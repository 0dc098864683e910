use qadms_store::JsonlImportStore;
use serde::Serialize;
use serde_json::{Value, json};
use std::fs;
use std::io::Read;

pub const STDIN_ARG: &str = "-";

pub const ERROR_INVALID_SOURCE_ID: &str = "invalid_source_id";
pub const ERROR_INVALID_JSON: &str = "invalid_json";
pub const ERROR_INTERNAL: &str = "internal_error";

/// Transport-style error envelope: `{"error": {code, message, details}}`.
pub fn error_envelope(code: &str, message: &str, details: Value) -> Value {
    let details = if details.is_object() { details } else { json!({}) };
    json!({
        "error": {
            "code": code,
            "message": message,
            "details": details,
        }
    })
}

/// Report a failure and exit. JSON mode prints the envelope on stdout;
/// text mode prints a one-line error on stderr. Internal errors exit 1,
/// input errors exit 2.
pub fn fail(code: &str, message: &str, details: Value, json_output: bool) -> ! {
    if json_output {
        println!("{}", render_json(&error_envelope(code, message, details)));
    } else {
        eprintln!("error: {message} ({code})");
    }
    std::process::exit(if code == ERROR_INTERNAL { 1 } else { 2 });
}

pub fn require_source_id_or_exit(source_id: &str, json_output: bool) {
    if source_id.trim().is_empty() {
        fail(
            ERROR_INVALID_SOURCE_ID,
            "Argument `source-id` must be a non-empty string.",
            json!({}),
            json_output,
        );
    }
}

/// Raw bytes plus the decoded JSON value of a payload argument.
pub struct Payload {
    pub label: String,
    pub bytes: Vec<u8>,
    pub value: Value,
}

fn read_payload_bytes(arg: &str) -> std::io::Result<Vec<u8>> {
    if arg == STDIN_ARG {
        let mut bytes = Vec::new();
        std::io::stdin().lock().read_to_end(&mut bytes)?;
        Ok(bytes)
    } else {
        fs::read(arg)
    }
}

pub fn read_payload_or_exit(arg: &str, json_output: bool) -> Payload {
    let label = if arg == STDIN_ARG {
        "<stdin>".to_string()
    } else {
        arg.to_string()
    };
    let bytes = read_payload_bytes(arg).unwrap_or_else(|e| {
        fail(
            ERROR_INTERNAL,
            "Failed to read payload.",
            json!({"payload": label, "reason": e.to_string()}),
            json_output,
        )
    });
    let value = decode_payload(&bytes).unwrap_or_else(|reason| {
        fail(
            ERROR_INVALID_JSON,
            "Payload must be valid UTF-8 JSON.",
            json!({"payload": label, "reason": reason}),
            json_output,
        )
    });
    Payload {
        label,
        bytes,
        value,
    }
}

fn decode_payload(bytes: &[u8]) -> Result<Value, String> {
    let text = std::str::from_utf8(bytes).map_err(|e| e.to_string())?;
    serde_json::from_str(text).map_err(|e| e.to_string())
}

pub fn open_store_or_exit(path: &str, json_output: bool) -> JsonlImportStore {
    JsonlImportStore::open(path).unwrap_or_else(|e| {
        fail(
            ERROR_INTERNAL,
            "Failed to open token version store.",
            json!({"store": path, "reason": e.to_string()}),
            json_output,
        )
    })
}

pub fn render_json(value: &impl Serialize) -> String {
    serde_json::to_string_pretty(value).unwrap_or_else(|e| {
        eprintln!("error: failed to render json: {e}");
        std::process::exit(1);
    })
}

pub fn yes_no(ok: bool) -> &'static str {
    if ok { "yes" } else { "no" }
}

────────────────

▶ **WHAT THE TASK ASKS**
Gather all lines from the listing above in which "process" occurs.

▶ **ANSWER SECTION**
    std::process::exit(if code == ERROR_INTERNAL { 1 } else { 2 });
        std::process::exit(1);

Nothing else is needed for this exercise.